Centrale di Vallegrande, la Regione chiede la VIA e la valutazione di impatto sanitario

GENOVA. Regione Liguria, interpellata per il procedimento di verifica di assoggettabilità a VIA per la sostituzione dell’unità a carbone della Centrale Enel della Spezia con una nuova unità a gas, ha trasmesso le proprie osservazioni al Ministero dell’Ambiente, chiedendo di sottoporre il progetto a VIA e a VIS – Valutazione di Impatto Sanitario.

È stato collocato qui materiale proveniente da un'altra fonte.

//! Data structures and configuration for search aggregation

use std::fmt;
use std::str::FromStr;

use serde::{Deserialize, Serialize};
use thiserror::Error;
use url::Url;

use crate::browser::BrowserError;
use crate::link_fetcher::default_pool_width;
use crate::utils::ConfigError;

// =============================================================================
// Errors
// =============================================================================

#[derive(Error, Debug)]
pub enum SearchError {
    #[error("{0}")]
    Validation(String),

    #[error("Search engine returned HTTP {status}")]
    UpstreamStatus { status: u16 },

    #[error("Invalid JSON response: {0}")]
    InvalidJson(String),

    #[error("Search request failed: {0}")]
    Request(#[from] reqwest::Error),

    #[error("Failed to render search page: {0}")]
    Render(#[from] BrowserError),
}

impl SearchError {
    /// Gateway errors are worth another try; everything else is final
    pub fn is_retryable(&self) -> bool {
        matches!(self, SearchError::UpstreamStatus { status: 502..=504 })
    }
}

// =============================================================================
// Request / response
// =============================================================================

/// Upstream response format
#[derive(Debug, Clone, Copy, PartialEq, Eq, Serialize, Deserialize)]
#[serde(rename_all = "lowercase")]
pub enum SearchFormat {
    Json,
    Html,
}

impl FromStr for SearchFormat {
    type Err = SearchError;

    fn from_str(s: &str) -> Result<Self, Self::Err> {
        match s.trim().to_ascii_lowercase().as_str() {
            "json" => Ok(SearchFormat::Json),
            "html" => Ok(SearchFormat::Html),
            other => Err(SearchError::Validation(format!(
                "Unsupported format '{other}', expected 'json' or 'html'"
            ))),
        }
    }
}

impl fmt::Display for SearchFormat {
    fn fmt(&self, f: &mut fmt::Formatter<'_>) -> fmt::Result {
        match self {
            SearchFormat::Json => f.write_str("json"),
            SearchFormat::Html => f.write_str("html"),
        }
    }
}

/// Raw search request as received from the caller
#[derive(Debug, Clone, Serialize, Deserialize)]
pub struct SearchRequest {
    /// Query text, possibly percent-encoded
    pub query: String,
    /// Search URL with one `%s` placeholder for the encoded query
    pub url_template: String,
    /// `json` or `html`
    pub format: String,
    /// Number of results; defaults to 3, clamped to `[1, 100]`
    #[serde(default)]
    pub limit: Option<i64>,
    /// Extract the page behind every result
    #[serde(default)]
    pub follow_links: bool,
}

/// A request that passed validation
#[derive(Debug, Clone)]
pub struct ValidatedSearch {
    pub query: String,
    pub url_template: String,
    pub format: SearchFormat,
    pub limit: usize,
    pub follow_links: bool,
    /// The template with `%s` removed; relative result links resolve against it
    pub base_url: Url,
}

impl ValidatedSearch {
    /// The template with the percent-encoded query in the first `%s`
    pub fn target_url(&self) -> String {
        self.url_template
            .replacen("%s", &urlencoding::encode(&self.query), 1)
    }
}

/// One search result; `content` only when link following was requested
#[derive(Debug, Clone, Default, PartialEq, Eq, Serialize, Deserialize)]
pub struct SearchResultItem {
    pub title: String,
    pub url: String,
    pub description: String,
    #[serde(default, skip_serializing_if = "Option::is_none")]
    pub content: Option<String>,
}

/// What `search` hands back: a JSON encoded list or error object
#[derive(Debug, Clone, PartialEq, Eq, Serialize, Deserialize)]
pub struct SearchResponse {
    pub results: String,
}

/// `{"error":true,"message":"Search failed: ...","results":[]}`
pub fn error_payload(err: &SearchError) -> String {
    serde_json::json!({
        "error": true,
        "message": format!("Search failed: {err}"),
        "results": [],
    })
    .to_string()
}

// =============================================================================
// Configuration
// =============================================================================

#[derive(Debug, Clone, Serialize, Deserialize)]
pub struct SearchConfig {
    #[serde(default = "default_limit")]
    pub default_limit: usize,

    #[serde(default = "default_max_limit")]
    pub max_limit: usize,

    /// Whole-request timeout for JSON search calls (milliseconds)
    #[serde(default = "default_search_timeout_ms")]
    pub search_timeout_ms: u64,

    /// Retries after the first attempt on 502/503/504
    #[serde(default = "default_http_max_retries")]
    pub http_max_retries: u32,

    /// Linear backoff unit for those retries (milliseconds)
    #[serde(default = "default_http_retry_delay_ms")]
    pub http_retry_delay_ms: u64,

    /// Maximum link-follow extractions in flight
    #[serde(default = "default_pool_width")]
    pub pool_width: usize,
}

fn default_limit() -> usize {
    3
}
fn default_max_limit() -> usize {
    100
}
fn default_search_timeout_ms() -> u64 {
    5_000
}
fn default_http_max_retries() -> u32 {
    2
}
fn default_http_retry_delay_ms() -> u64 {
    500
}

impl Default for SearchConfig {
    fn default() -> Self {
        Self {
            default_limit: default_limit(),
            max_limit: default_max_limit(),
            search_timeout_ms: default_search_timeout_ms(),
            http_max_retries: default_http_max_retries(),
            http_retry_delay_ms: default_http_retry_delay_ms(),
            pool_width: default_pool_width(),
        }
    }
}

impl SearchConfig {
    pub fn validate(&self) -> Result<(), ConfigError> {
        if self.max_limit == 0 {
            return Err(ConfigError::Zero("search.max_limit"));
        }
        if self.default_limit == 0 {
            return Err(ConfigError::Zero("search.default_limit"));
        }
        if self.search_timeout_ms == 0 {
            return Err(ConfigError::Zero("search.search_timeout_ms"));
        }
        if self.pool_width == 0 {
            return Err(ConfigError::Zero("search.pool_width"));
        }
        Ok(())
    }
}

La Regione ritiene infatti che il nuovo gruppo alimentato a gas non possa essere configurabile come una mera sostituzione ma che debba essere configurato come un vero e proprio nuovo impianto – pertanto da sottoporre a entrambe le valutazioni.

Siamo certi che il Ministero dell’Ambiente terrà in grande considerazione le valutazioni della Regione Liguria”, ha commentato l’assessore regionale all’ambiente Giacomo Giampedrone. “Siamo consapevoli che il nostro parere non è vincolante ma riteniamo che l’opinione di una Regione, che si fa portavoce delle posizioni di tutti gli altri enti, debba essere ascoltata e rispettata. La VIS è un atto dovuto per un impianto che avrebbe un impatto significativo rispetto alla salute dei cittadini e le linee guida approvate nello scorso marzo dal Ministero indicano esplicitamente la necessità di questa valutazione”.

Regione Liguria ha inoltre formalmente chiesto al Ministero di partecipare attivamente a tutti i tavoli tecnici che si occuperanno delle valutazioni relative al progetto, sia ora in questa fase di verifica dell’assoggettabilità che in futuro per una eventuale VIA.